§ DIRECTIONS: Repeat each entry verbatim.

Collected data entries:
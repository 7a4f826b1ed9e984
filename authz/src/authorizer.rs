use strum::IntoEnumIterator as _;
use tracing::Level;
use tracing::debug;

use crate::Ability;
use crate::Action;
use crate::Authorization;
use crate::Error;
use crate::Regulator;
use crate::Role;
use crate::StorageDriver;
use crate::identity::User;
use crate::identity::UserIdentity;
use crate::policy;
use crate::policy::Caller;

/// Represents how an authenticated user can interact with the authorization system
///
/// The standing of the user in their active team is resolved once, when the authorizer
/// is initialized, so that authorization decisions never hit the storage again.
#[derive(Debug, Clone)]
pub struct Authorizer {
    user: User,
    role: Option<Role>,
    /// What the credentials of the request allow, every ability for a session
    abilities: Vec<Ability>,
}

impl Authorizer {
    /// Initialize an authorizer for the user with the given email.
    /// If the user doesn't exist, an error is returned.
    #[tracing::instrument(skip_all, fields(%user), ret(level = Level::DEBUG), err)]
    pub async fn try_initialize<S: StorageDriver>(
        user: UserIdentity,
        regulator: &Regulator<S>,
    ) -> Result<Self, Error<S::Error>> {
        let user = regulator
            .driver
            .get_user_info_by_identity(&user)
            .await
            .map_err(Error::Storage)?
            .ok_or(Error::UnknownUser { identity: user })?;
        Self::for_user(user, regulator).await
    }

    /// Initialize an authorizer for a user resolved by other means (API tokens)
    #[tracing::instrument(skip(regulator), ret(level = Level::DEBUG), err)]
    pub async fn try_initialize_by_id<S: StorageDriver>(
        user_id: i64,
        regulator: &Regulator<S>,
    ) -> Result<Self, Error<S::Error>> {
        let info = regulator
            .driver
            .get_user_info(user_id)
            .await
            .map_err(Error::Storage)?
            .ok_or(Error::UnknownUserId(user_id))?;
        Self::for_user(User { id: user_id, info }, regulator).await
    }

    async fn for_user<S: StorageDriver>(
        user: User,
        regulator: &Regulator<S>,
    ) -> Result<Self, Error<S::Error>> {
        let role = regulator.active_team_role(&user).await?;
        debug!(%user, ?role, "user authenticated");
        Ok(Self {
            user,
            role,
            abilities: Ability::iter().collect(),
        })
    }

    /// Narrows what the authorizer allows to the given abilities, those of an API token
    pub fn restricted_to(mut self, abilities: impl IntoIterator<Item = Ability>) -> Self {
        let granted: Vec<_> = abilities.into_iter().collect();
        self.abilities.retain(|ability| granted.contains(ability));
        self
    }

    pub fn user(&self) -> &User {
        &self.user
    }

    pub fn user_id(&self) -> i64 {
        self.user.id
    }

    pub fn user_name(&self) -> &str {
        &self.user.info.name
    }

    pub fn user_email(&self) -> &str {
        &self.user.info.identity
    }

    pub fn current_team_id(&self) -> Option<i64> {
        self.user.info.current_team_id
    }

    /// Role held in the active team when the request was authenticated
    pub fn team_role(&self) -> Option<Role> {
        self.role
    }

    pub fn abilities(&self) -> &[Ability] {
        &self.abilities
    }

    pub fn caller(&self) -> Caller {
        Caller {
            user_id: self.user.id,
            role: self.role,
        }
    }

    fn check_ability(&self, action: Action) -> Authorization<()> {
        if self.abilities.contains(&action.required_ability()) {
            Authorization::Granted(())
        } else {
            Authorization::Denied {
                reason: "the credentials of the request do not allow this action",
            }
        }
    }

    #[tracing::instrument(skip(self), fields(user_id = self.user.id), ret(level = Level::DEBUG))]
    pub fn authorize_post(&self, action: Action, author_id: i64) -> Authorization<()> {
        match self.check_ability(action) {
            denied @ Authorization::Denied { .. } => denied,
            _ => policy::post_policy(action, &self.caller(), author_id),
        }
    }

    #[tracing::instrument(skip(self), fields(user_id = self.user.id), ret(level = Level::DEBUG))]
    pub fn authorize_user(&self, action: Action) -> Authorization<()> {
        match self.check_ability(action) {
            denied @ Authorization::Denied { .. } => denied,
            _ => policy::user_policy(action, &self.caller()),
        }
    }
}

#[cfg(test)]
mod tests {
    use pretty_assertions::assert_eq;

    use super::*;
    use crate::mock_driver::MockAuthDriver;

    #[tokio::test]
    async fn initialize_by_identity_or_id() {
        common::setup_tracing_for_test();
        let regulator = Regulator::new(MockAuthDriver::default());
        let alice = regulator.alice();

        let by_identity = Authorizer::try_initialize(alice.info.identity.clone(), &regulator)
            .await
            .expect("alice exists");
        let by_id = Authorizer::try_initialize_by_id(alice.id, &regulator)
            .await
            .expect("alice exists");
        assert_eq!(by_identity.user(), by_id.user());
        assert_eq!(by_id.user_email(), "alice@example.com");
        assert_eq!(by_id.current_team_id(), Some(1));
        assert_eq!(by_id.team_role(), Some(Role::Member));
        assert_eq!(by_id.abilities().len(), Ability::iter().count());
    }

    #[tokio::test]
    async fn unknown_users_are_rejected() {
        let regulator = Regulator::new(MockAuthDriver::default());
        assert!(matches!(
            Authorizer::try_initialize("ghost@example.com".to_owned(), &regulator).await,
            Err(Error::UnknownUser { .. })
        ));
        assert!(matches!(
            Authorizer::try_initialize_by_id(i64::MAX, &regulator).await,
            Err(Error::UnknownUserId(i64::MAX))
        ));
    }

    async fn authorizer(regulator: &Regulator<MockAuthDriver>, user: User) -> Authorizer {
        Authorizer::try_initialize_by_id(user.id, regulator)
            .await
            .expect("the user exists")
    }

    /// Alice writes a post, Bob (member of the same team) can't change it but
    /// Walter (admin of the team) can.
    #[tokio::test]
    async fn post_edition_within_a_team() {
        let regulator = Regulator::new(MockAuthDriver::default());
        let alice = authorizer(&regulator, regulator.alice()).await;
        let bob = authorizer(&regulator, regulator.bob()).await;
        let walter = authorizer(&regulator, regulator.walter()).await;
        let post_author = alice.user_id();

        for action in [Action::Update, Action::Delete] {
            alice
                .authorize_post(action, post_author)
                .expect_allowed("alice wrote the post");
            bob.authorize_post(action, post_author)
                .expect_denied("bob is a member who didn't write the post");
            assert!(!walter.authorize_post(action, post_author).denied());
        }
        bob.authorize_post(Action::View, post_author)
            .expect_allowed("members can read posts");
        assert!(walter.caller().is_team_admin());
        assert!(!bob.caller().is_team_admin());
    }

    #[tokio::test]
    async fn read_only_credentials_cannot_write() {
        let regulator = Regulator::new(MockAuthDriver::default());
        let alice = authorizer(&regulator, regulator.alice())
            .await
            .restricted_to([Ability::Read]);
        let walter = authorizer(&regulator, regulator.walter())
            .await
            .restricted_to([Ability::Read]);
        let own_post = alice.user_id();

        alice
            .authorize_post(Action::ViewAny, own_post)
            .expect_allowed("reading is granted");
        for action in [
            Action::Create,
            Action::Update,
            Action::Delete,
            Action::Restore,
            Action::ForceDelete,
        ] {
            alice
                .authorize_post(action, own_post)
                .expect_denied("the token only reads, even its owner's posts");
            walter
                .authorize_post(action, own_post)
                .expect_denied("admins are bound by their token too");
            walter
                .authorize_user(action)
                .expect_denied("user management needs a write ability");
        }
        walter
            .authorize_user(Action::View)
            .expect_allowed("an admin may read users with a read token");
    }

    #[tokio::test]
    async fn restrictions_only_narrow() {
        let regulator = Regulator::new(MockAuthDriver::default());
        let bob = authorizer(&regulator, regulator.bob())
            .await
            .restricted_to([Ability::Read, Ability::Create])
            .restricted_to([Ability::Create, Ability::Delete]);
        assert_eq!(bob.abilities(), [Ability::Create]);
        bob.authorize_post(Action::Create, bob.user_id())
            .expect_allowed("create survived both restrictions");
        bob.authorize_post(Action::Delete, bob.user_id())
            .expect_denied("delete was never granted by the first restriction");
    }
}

§ THE ANSWER:
repository 7a4f826b1ed9e984
filename authz/src/authorizer.rs
use strum::IntoEnumIterator as _;
use tracing::Level;
use tracing::debug;

use crate::Ability;
use crate::Action;
use crate::Authorization;
use crate::Error;
use crate::Regulator;
use crate::Role;
use crate::StorageDriver;
use crate::identity::User;
use crate::identity::UserIdentity;
use crate::policy;
use crate::policy::Caller;

/// Represents how an authenticated user can interact with the authorization system
///
/// The standing of the user in their active team is resolved once, when the authorizer
/// is initialized, so that authorization decisions never hit the storage again.
#[derive(Debug, Clone)]
pub struct Authorizer {
    user: User,
    role: Option<Role>,
    /// What the credentials of the request allow, every ability for a session
    abilities: Vec<Ability>,
}

impl Authorizer {
    /// Initialize an authorizer for the user with the given email.
    /// If the user doesn't exist, an error is returned.
    #[tracing::instrument(skip_all, fields(%user), ret(level = Level::DEBUG), err)]
    pub async fn try_initialize<S: StorageDriver>(
        user: UserIdentity,
        regulator: &Regulator<S>,
    ) -> Result<Self, Error<S::Error>> {
        let user = regulator
            .driver
            .get_user_info_by_identity(&user)
            .await
            .map_err(Error::Storage)?
            .ok_or(Error::UnknownUser { identity: user })?;
        Self::for_user(user, regulator).await
    }

    /// Initialize an authorizer for a user resolved by other means (API tokens)
    #[tracing::instrument(skip(regulator), ret(level = Level::DEBUG), err)]
    pub async fn try_initialize_by_id<S: StorageDriver>(
        user_id: i64,
        regulator: &Regulator<S>,
    ) -> Result<Self, Error<S::Error>> {
        let info = regulator
            .driver
            .get_user_info(user_id)
            .await
            .map_err(Error::Storage)?
            .ok_or(Error::UnknownUserId(user_id))?;
        Self::for_user(User { id: user_id, info }, regulator).await
    }

    async fn for_user<S: StorageDriver>(
        user: User,
        regulator: &Regulator<S>,
    ) -> Result<Self, Error<S::Error>> {
        let role = regulator.active_team_role(&user).await?;
        debug!(%user, ?role, "user authenticated");
        Ok(Self {
            user,
            role,
            abilities: Ability::iter().collect(),
        })
    }

    /// Narrows what the authorizer allows to the given abilities, those of an API token
    pub fn restricted_to(mut self, abilities: impl IntoIterator<Item = Ability>) -> Self {
        let granted: Vec<_> = abilities.into_iter().collect();
        self.abilities.retain(|ability| granted.contains(ability));
        self
    }

    pub fn user(&self) -> &User {
        &self.user
    }

    pub fn user_id(&self) -> i64 {
        self.user.id
    }

    pub fn user_name(&self) -> &str {
        &self.user.info.name
    }

    pub fn user_email(&self) -> &str {
        &self.user.info.identity
    }

    pub fn current_team_id(&self) -> Option<i64> {
        self.user.info.current_team_id
    }

    /// Role held in the active team when the request was authenticated
    pub fn team_role(&self) -> Option<Role> {
        self.role
    }

    pub fn abilities(&self) -> &[Ability] {
        &self.abilities
    }

    pub fn caller(&self) -> Caller {
        Caller {
            user_id: self.user.id,
            role: self.role,
        }
    }

    fn check_ability(&self, action: Action) -> Authorization<()> {
        if self.abilities.contains(&action.required_ability()) {
            Authorization::Granted(())
        } else {
            Authorization::Denied {
                reason: "the credentials of the request do not allow this action",
            }
        }
    }

    #[tracing::instrument(skip(self), fields(user_id = self.user.id), ret(level = Level::DEBUG))]
    pub fn authorize_post(&self, action: Action, author_id: i64) -> Authorization<()> {
        match self.check_ability(action) {
            denied @ Authorization::Denied { .. } => denied,
            _ => policy::post_policy(action, &self.caller(), author_id),
        }
    }

    #[tracing::instrument(skip(self), fields(user_id = self.user.id), ret(level = Level::DEBUG))]
    pub fn authorize_user(&self, action: Action) -> Authorization<()> {
        match self.check_ability(action) {
            denied @ Authorization::Denied { .. } => denied,
            _ => policy::user_policy(action, &self.caller()),
        }
    }
}

#[cfg(test)]
mod tests {
    use pretty_assertions::assert_eq;

    use super::*;
    use crate::mock_driver::MockAuthDriver;

    #[tokio::test]
    async fn initialize_by_identity_or_id() {
        common::setup_tracing_for_test();
        let regulator = Regulator::new(MockAuthDriver::default());
        let alice = regulator.alice();

        let by_identity = Authorizer::try_initialize(alice.info.identity.clone(), &regulator)
            .await
            .expect("alice exists");
        let by_id = Authorizer::try_initialize_by_id(alice.id, &regulator)
            .await
            .expect("alice exists");
        assert_eq!(by_identity.user(), by_id.user());
        assert_eq!(by_id.user_email(), "alice@example.com");
        assert_eq!(by_id.current_team_id(), Some(1));
        assert_eq!(by_id.team_role(), Some(Role::Member));
        assert_eq!(by_id.abilities().len(), Ability::iter().count());
    }

    #[tokio::test]
    async fn unknown_users_are_rejected() {
        let regulator = Regulator::new(MockAuthDriver::default());
        assert!(matches!(
            Authorizer::try_initialize("ghost@example.com".to_owned(), &regulator).await,
            Err(Error::UnknownUser { .. })
        ));
        assert!(matches!(
            Authorizer::try_initialize_by_id(i64::MAX, &regulator).await,
            Err(Error::UnknownUserId(i64::MAX))
        ));
    }

    async fn authorizer(regulator: &Regulator<MockAuthDriver>, user: User) -> Authorizer {
        Authorizer::try_initialize_by_id(user.id, regulator)
            .await
            .expect("the user exists")
    }

    /// Alice writes a post, Bob (member of the same team) can't change it but
    /// Walter (admin of the team) can.
    #[tokio::test]
    async fn post_edition_within_a_team() {
        let regulator = Regulator::new(MockAuthDriver::default());
        let alice = authorizer(&regulator, regulator.alice()).await;
        let bob = authorizer(&regulator, regulator.bob()).await;
        let walter = authorizer(&regulator, regulator.walter()).await;
        let post_author = alice.user_id();

        for action in [Action::Update, Action::Delete] {
            alice
                .authorize_post(action, post_author)
                .expect_allowed("alice wrote the post");
            bob.authorize_post(action, post_author)
                .expect_denied("bob is a member who didn't write the post");
            assert!(!walter.authorize_post(action, post_author).denied());
        }
        bob.authorize_post(Action::View, post_author)
            .expect_allowed("members can read posts");
        assert!(walter.caller().is_team_admin());
        assert!(!bob.caller().is_team_admin());
    }

    #[tokio::test]
    async fn read_only_credentials_cannot_write() {
        let regulator = Regulator::new(MockAuthDriver::default());
        let alice = authorizer(&regulator, regulator.alice())
            .await
            .restricted_to([Ability::Read]);
        let walter = authorizer(&regulator, regulator.walter())
            .await
            .restricted_to([Ability::Read]);
        let own_post = alice.user_id();

        alice
            .authorize_post(Action::ViewAny, own_post)
            .expect_allowed("reading is granted");
        for action in [
            Action::Create,
            Action::Update,
            Action::Delete,
            Action::Restore,
            Action::ForceDelete,
        ] {
            alice
                .authorize_post(action, own_post)
                .expect_denied("the token only reads, even its owner's posts");
            walter
                .authorize_post(action, own_post)
                .expect_denied("admins are bound by their token too");
            walter
                .authorize_user(action)
                .expect_denied("user management needs a write ability");
        }
        walter
            .authorize_user(Action::View)
            .expect_allowed("an admin may read users with a read token");
    }

    #[tokio::test]
    async fn restrictions_only_narrow() {
        let regulator = Regulator::new(MockAuthDriver::default());
        let bob = authorizer(&regulator, regulator.bob())
            .await
            .restricted_to([Ability::Read, Ability::Create])
            .restricted_to([Ability::Create, Ability::Delete]);
        assert_eq!(bob.abilities(), [Ability::Create]);
        bob.authorize_post(Action::Create, bob.user_id())
            .expect_allowed("create survived both restrictions");
        bob.authorize_post(Action::Delete, bob.user_id())
            .expect_denied("delete was never granted by the first restriction");
    }
}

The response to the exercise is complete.